About “The Needle as the Pen” post series
The series of “The Needle as the Pen” blog post is based on Andrea Liu’s unpublished B.A. dissertation in Textile Design at Central Saint Martins, University of the Arts London, in which she investigated–under the same title–why and how needlework moved from the private sphere to public sphere in context of activism. With Liu Zhuanghuan’s coat in mind, I examine why and how the needle, the cloth and the body actively work together.

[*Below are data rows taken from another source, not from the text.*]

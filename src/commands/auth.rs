use anyhow::anyhow;
use clap::Subcommand;

use crate::client::ApiClient;
use crate::session::{Session, SessionStore};

#[derive(Debug, Subcommand)]
pub enum AuthCommand {
    /// Sign in with email and password.
    Login {
        #[arg(long)]
        email: String,
        #[arg(long)]
        password: String,
    },

    /// Create an account and sign in.
    Register {
        #[arg(long)]
        name: String,
        #[arg(long)]
        email: String,
        #[arg(long)]
        password: String,
    },

    /// Password-less sign-in by nickname; remembers the nickname for later.
    Nickname {
        /// Defaults to the previously saved nickname.
        nickname: Option<String>,
    },

    /// Show who is signed in according to the backend.
    Check,

    /// Print the Google sign-in address to open in a browser.
    Google,

    /// Sign out and drop the saved session.
    Logout,
}

pub async fn run(
    command: AuthCommand,
    client: &ApiClient,
    store: &SessionStore,
    session: &mut Session,
) -> anyhow::Result<()> {
    match command {
        AuthCommand::Login { email, password } => {
            let user = client.login(&email, &password).await?;
            println!("signed in as {} <{}>", user.name, user.email);
            session.user = Some(user);
            session.cookies = client.session_cookies();
            store.save(session)?;
        }
        AuthCommand::Register {
            name,
            email,
            password,
        } => {
            let user = client.register(&name, &email, &password).await?;
            println!("registered {} <{}>", user.name, user.email);
            session.user = Some(user);
            session.cookies = client.session_cookies();
            store.save(session)?;
        }
        AuthCommand::Nickname { nickname } => {
            let nickname = nickname
                .or_else(|| session.saved_nickname.clone())
                .ok_or_else(|| anyhow!("no nickname given and none saved yet"))?;

            let user = client
                .user_by_nickname(&nickname)
                .await?
                .ok_or_else(|| anyhow!("no user with nickname '{nickname}'"))?;

            println!("signed in as {} (nickname {nickname})", user.name);
            session.saved_nickname = Some(nickname);
            session.user = Some(user);
            session.cookies = client.session_cookies();
            store.save(session)?;
        }
        AuthCommand::Check => {
            let auth = client.check_auth().await?;
            match auth.user {
                Some(user) if auth.authenticated => {
                    println!("signed in as {} <{}> ({})", user.name, user.email, user.role.as_str());
                }
                _ if auth.authenticated => println!("signed in"),
                _ => println!("not signed in"),
            }
        }
        AuthCommand::Google => {
            println!("{}", client.google_login_url());
        }
        AuthCommand::Logout => {
            if let Err(error) = client.logout().await {
                tracing::warn!(error = %error, "logout request failed, clearing local session anyway");
            }
            store.clear()?;
            println!("signed out");
        }
    }

    Ok(())
}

Blog posts will discuss the needle, the cloth and the body, and explore conflict, resolution and activism experienced by the needle, the cloth and the body when the private and public spheres collide and crash into one another. Examples of arpilleras from South America, sourced from the Conflict Textiles Collection in Northern Ireland, will be used to illustrate how textiles speak truths about the women’s experiences in pain and healing.